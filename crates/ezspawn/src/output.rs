// SPDX-License-Identifier: BUSL-1.1
// Copyright (c) 2026 Alfred Jean LLC

//! Captured stream contents and the decoders that produce them.

use std::borrow::Cow;
use std::fmt;

use crate::options::Encoding;

/// Captured output of one stream, as text or raw bytes.
///
/// The representation is fixed per invocation by [`Encoding`]: every
/// stream of a [`Process`](crate::Process) shares it.
#[derive(Debug, Clone, PartialEq, Eq)]
pub enum Output {
    Text(String),
    Bytes(Vec<u8>),
}

impl Output {
    /// The empty value for the given encoding.
    pub fn empty(encoding: Encoding) -> Self {
        match encoding {
            Encoding::Buffer => Output::Bytes(Vec::new()),
            Encoding::Utf8 | Encoding::Latin1 => Output::Text(String::new()),
        }
    }

    pub fn is_empty(&self) -> bool {
        self.len() == 0
    }

    /// Length in bytes.
    pub fn len(&self) -> usize {
        match self {
            Output::Text(s) => s.len(),
            Output::Bytes(b) => b.len(),
        }
    }

    pub fn is_bytes(&self) -> bool {
        matches!(self, Output::Bytes(_))
    }

    /// Text view; raw bytes are decoded lossily as UTF-8.
    pub fn as_text(&self) -> Cow<'_, str> {
        match self {
            Output::Text(s) => Cow::Borrowed(s),
            Output::Bytes(b) => String::from_utf8_lossy(b),
        }
    }

    pub fn as_bytes(&self) -> &[u8] {
        match self {
            Output::Text(s) => s.as_bytes(),
            Output::Bytes(b) => b,
        }
    }

    pub fn into_bytes(self) -> Vec<u8> {
        match self {
            Output::Text(s) => s.into_bytes(),
            Output::Bytes(b) => b,
        }
    }

    /// Append `other` to `self`. See [`concat`](crate::concat).
    pub fn concat(self, other: Output) -> Output {
        crate::concat(Some(self), Some(other))
    }
}

impl Default for Output {
    fn default() -> Self {
        Output::Text(String::new())
    }
}

impl fmt::Display for Output {
    fn fmt(&self, f: &mut fmt::Formatter<'_>) -> fmt::Result {
        f.write_str(&self.as_text())
    }
}

impl From<String> for Output {
    fn from(s: String) -> Self {
        Output::Text(s)
    }
}

impl From<&str> for Output {
    fn from(s: &str) -> Self {
        Output::Text(s.to_string())
    }
}

impl From<Vec<u8>> for Output {
    fn from(b: Vec<u8>) -> Self {
        Output::Bytes(b)
    }
}

impl From<&[u8]> for Output {
    fn from(b: &[u8]) -> Self {
        Output::Bytes(b.to_vec())
    }
}

impl PartialEq<str> for Output {
    fn eq(&self, other: &str) -> bool {
        matches!(self, Output::Text(s) if s == other)
    }
}

impl PartialEq<&str> for Output {
    fn eq(&self, other: &&str) -> bool {
        self == *other
    }
}

impl PartialEq<[u8]> for Output {
    fn eq(&self, other: &[u8]) -> bool {
        matches!(self, Output::Bytes(b) if b == other)
    }
}

impl PartialEq<&[u8]> for Output {
    fn eq(&self, other: &&[u8]) -> bool {
        self == *other
    }
}

impl PartialEq<Vec<u8>> for Output {
    fn eq(&self, other: &Vec<u8>) -> bool {
        self == other.as_slice()
    }
}

// ---------------------------------------------------------------------------
// Decoding
// ---------------------------------------------------------------------------

/// Incremental decoder turning raw pipe chunks into [`Output`] values.
///
/// UTF-8 sequences split across chunk boundaries are held back until the
/// rest of the sequence arrives, so a character is never mangled by the
/// way the OS happened to slice the pipe.
#[derive(Debug)]
pub(crate) struct Decoder {
    encoding: Encoding,
    pending: Vec<u8>,
}

impl Decoder {
    pub(crate) fn new(encoding: Encoding) -> Self {
        Self {
            encoding,
            pending: Vec::new(),
        }
    }

    /// Decode one chunk, keeping any incomplete trailing sequence.
    pub(crate) fn decode(&mut self, chunk: &[u8]) -> Output {
        match self.encoding {
            Encoding::Buffer => Output::Bytes(chunk.to_vec()),
            Encoding::Latin1 => Output::Text(chunk.iter().map(|&b| char::from(b)).collect()),
            Encoding::Utf8 => {
                self.pending.extend_from_slice(chunk);
                let split = incomplete_tail(&self.pending);
                let tail = self.pending.split_off(split);
                let complete = std::mem::replace(&mut self.pending, tail);
                Output::Text(String::from_utf8_lossy(&complete).into_owned())
            }
        }
    }

    /// Decode whatever is still held back. Returns `None` when nothing is.
    pub(crate) fn flush(&mut self) -> Option<Output> {
        if self.pending.is_empty() {
            return None;
        }
        let rest = std::mem::take(&mut self.pending);
        Some(Output::Text(String::from_utf8_lossy(&rest).into_owned()))
    }

    /// Decode a complete buffer in one go.
    pub(crate) fn decode_all(encoding: Encoding, bytes: &[u8]) -> Output {
        let mut decoder = Decoder::new(encoding);
        let head = decoder.decode(bytes);
        match decoder.flush() {
            Some(rest) => head.concat(rest),
            None => head,
        }
    }
}

/// Index at which an incomplete UTF-8 sequence at the end of `bytes`
/// begins, or `bytes.len()` when the buffer ends on a boundary.
fn incomplete_tail(bytes: &[u8]) -> usize {
    let len = bytes.len();
    for back in 1..=len.min(3) {
        let byte = bytes[len - back];
        if byte & 0b1100_0000 == 0b1000_0000 {
            // continuation byte, keep looking for the lead byte
            continue;
        }
        let needed = match byte {
            0xF0..=0xFF => 4,
            0xE0..=0xEF => 3,
            0xC0..=0xDF => 2,
            _ => 1,
        };
        return if needed > back { len - back } else { len };
    }
    len
}

#[cfg(test)]
#[path = "output_tests.rs"]
mod tests;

━━━━

Required work: Every line of the material must be returned exactly as it appears.

Answer to this task:
filename crates/ezspawn/src/output.rs
// SPDX-License-Identifier: BUSL-1.1
// Copyright (c) 2026 Alfred Jean LLC

//! Captured stream contents and the decoders that produce them.

use std::borrow::Cow;
use std::fmt;

use crate::options::Encoding;

/// Captured output of one stream, as text or raw bytes.
///
/// The representation is fixed per invocation by [`Encoding`]: every
/// stream of a [`Process`](crate::Process) shares it.
#[derive(Debug, Clone, PartialEq, Eq)]
pub enum Output {
    Text(String),
    Bytes(Vec<u8>),
}

impl Output {
    /// The empty value for the given encoding.
    pub fn empty(encoding: Encoding) -> Self {
        match encoding {
            Encoding::Buffer => Output::Bytes(Vec::new()),
            Encoding::Utf8 | Encoding::Latin1 => Output::Text(String::new()),
        }
    }

    pub fn is_empty(&self) -> bool {
        self.len() == 0
    }

    /// Length in bytes.
    pub fn len(&self) -> usize {
        match self {
            Output::Text(s) => s.len(),
            Output::Bytes(b) => b.len(),
        }
    }

    pub fn is_bytes(&self) -> bool {
        matches!(self, Output::Bytes(_))
    }

    /// Text view; raw bytes are decoded lossily as UTF-8.
    pub fn as_text(&self) -> Cow<'_, str> {
        match self {
            Output::Text(s) => Cow::Borrowed(s),
            Output::Bytes(b) => String::from_utf8_lossy(b),
        }
    }

    pub fn as_bytes(&self) -> &[u8] {
        match self {
            Output::Text(s) => s.as_bytes(),
            Output::Bytes(b) => b,
        }
    }

    pub fn into_bytes(self) -> Vec<u8> {
        match self {
            Output::Text(s) => s.into_bytes(),
            Output::Bytes(b) => b,
        }
    }

    /// Append `other` to `self`. See [`concat`](crate::concat).
    pub fn concat(self, other: Output) -> Output {
        crate::concat(Some(self), Some(other))
    }
}

impl Default for Output {
    fn default() -> Self {
        Output::Text(String::new())
    }
}

impl fmt::Display for Output {
    fn fmt(&self, f: &mut fmt::Formatter<'_>) -> fmt::Result {
        f.write_str(&self.as_text())
    }
}

impl From<String> for Output {
    fn from(s: String) -> Self {
        Output::Text(s)
    }
}

impl From<&str> for Output {
    fn from(s: &str) -> Self {
        Output::Text(s.to_string())
    }
}

impl From<Vec<u8>> for Output {
    fn from(b: Vec<u8>) -> Self {
        Output::Bytes(b)
    }
}

impl From<&[u8]> for Output {
    fn from(b: &[u8]) -> Self {
        Output::Bytes(b.to_vec())
    }
}

impl PartialEq<str> for Output {
    fn eq(&self, other: &str) -> bool {
        matches!(self, Output::Text(s) if s == other)
    }
}

impl PartialEq<&str> for Output {
    fn eq(&self, other: &&str) -> bool {
        self == *other
    }
}

impl PartialEq<[u8]> for Output {
    fn eq(&self, other: &[u8]) -> bool {
        matches!(self, Output::Bytes(b) if b == other)
    }
}

impl PartialEq<&[u8]> for Output {
    fn eq(&self, other: &&[u8]) -> bool {
        self == *other
    }
}

impl PartialEq<Vec<u8>> for Output {
    fn eq(&self, other: &Vec<u8>) -> bool {
        self == other.as_slice()
    }
}

// ---------------------------------------------------------------------------
// Decoding
// ---------------------------------------------------------------------------

/// Incremental decoder turning raw pipe chunks into [`Output`] values.
///
/// UTF-8 sequences split across chunk boundaries are held back until the
/// rest of the sequence arrives, so a character is never mangled by the
/// way the OS happened to slice the pipe.
#[derive(Debug)]
pub(crate) struct Decoder {
    encoding: Encoding,
    pending: Vec<u8>,
}

impl Decoder {
    pub(crate) fn new(encoding: Encoding) -> Self {
        Self {
            encoding,
            pending: Vec::new(),
        }
    }

    /// Decode one chunk, keeping any incomplete trailing sequence.
    pub(crate) fn decode(&mut self, chunk: &[u8]) -> Output {
        match self.encoding {
            Encoding::Buffer => Output::Bytes(chunk.to_vec()),
            Encoding::Latin1 => Output::Text(chunk.iter().map(|&b| char::from(b)).collect()),
            Encoding::Utf8 => {
                self.pending.extend_from_slice(chunk);
                let split = incomplete_tail(&self.pending);
                let tail = self.pending.split_off(split);
                let complete = std::mem::replace(&mut self.pending, tail);
                Output::Text(String::from_utf8_lossy(&complete).into_owned())
            }
        }
    }

    /// Decode whatever is still held back. Returns `None` when nothing is.
    pub(crate) fn flush(&mut self) -> Option<Output> {
        if self.pending.is_empty() {
            return None;
        }
        let rest = std::mem::take(&mut self.pending);
        Some(Output::Text(String::from_utf8_lossy(&rest).into_owned()))
    }

    /// Decode a complete buffer in one go.
    pub(crate) fn decode_all(encoding: Encoding, bytes: &[u8]) -> Output {
        let mut decoder = Decoder::new(encoding);
        let head = decoder.decode(bytes);
        match decoder.flush() {
            Some(rest) => head.concat(rest),
            None => head,
        }
    }
}

/// Index at which an incomplete UTF-8 sequence at the end of `bytes`
/// begins, or `bytes.len()` when the buffer ends on a boundary.
fn incomplete_tail(bytes: &[u8]) -> usize {
    let len = bytes.len();
    for back in 1..=len.min(3) {
        let byte = bytes[len - back];
        if byte & 0b1100_0000 == 0b1000_0000 {
            // continuation byte, keep looking for the lead byte
            continue;
        }
        let needed = match byte {
            0xF0..=0xFF => 4,
            0xE0..=0xEF => 3,
            0xC0..=0xDF => 2,
            _ => 1,
        };
        return if needed > back { len - back } else { len };
    }
    len
}

#[cfg(test)]
#[path = "output_tests.rs"]
mod tests;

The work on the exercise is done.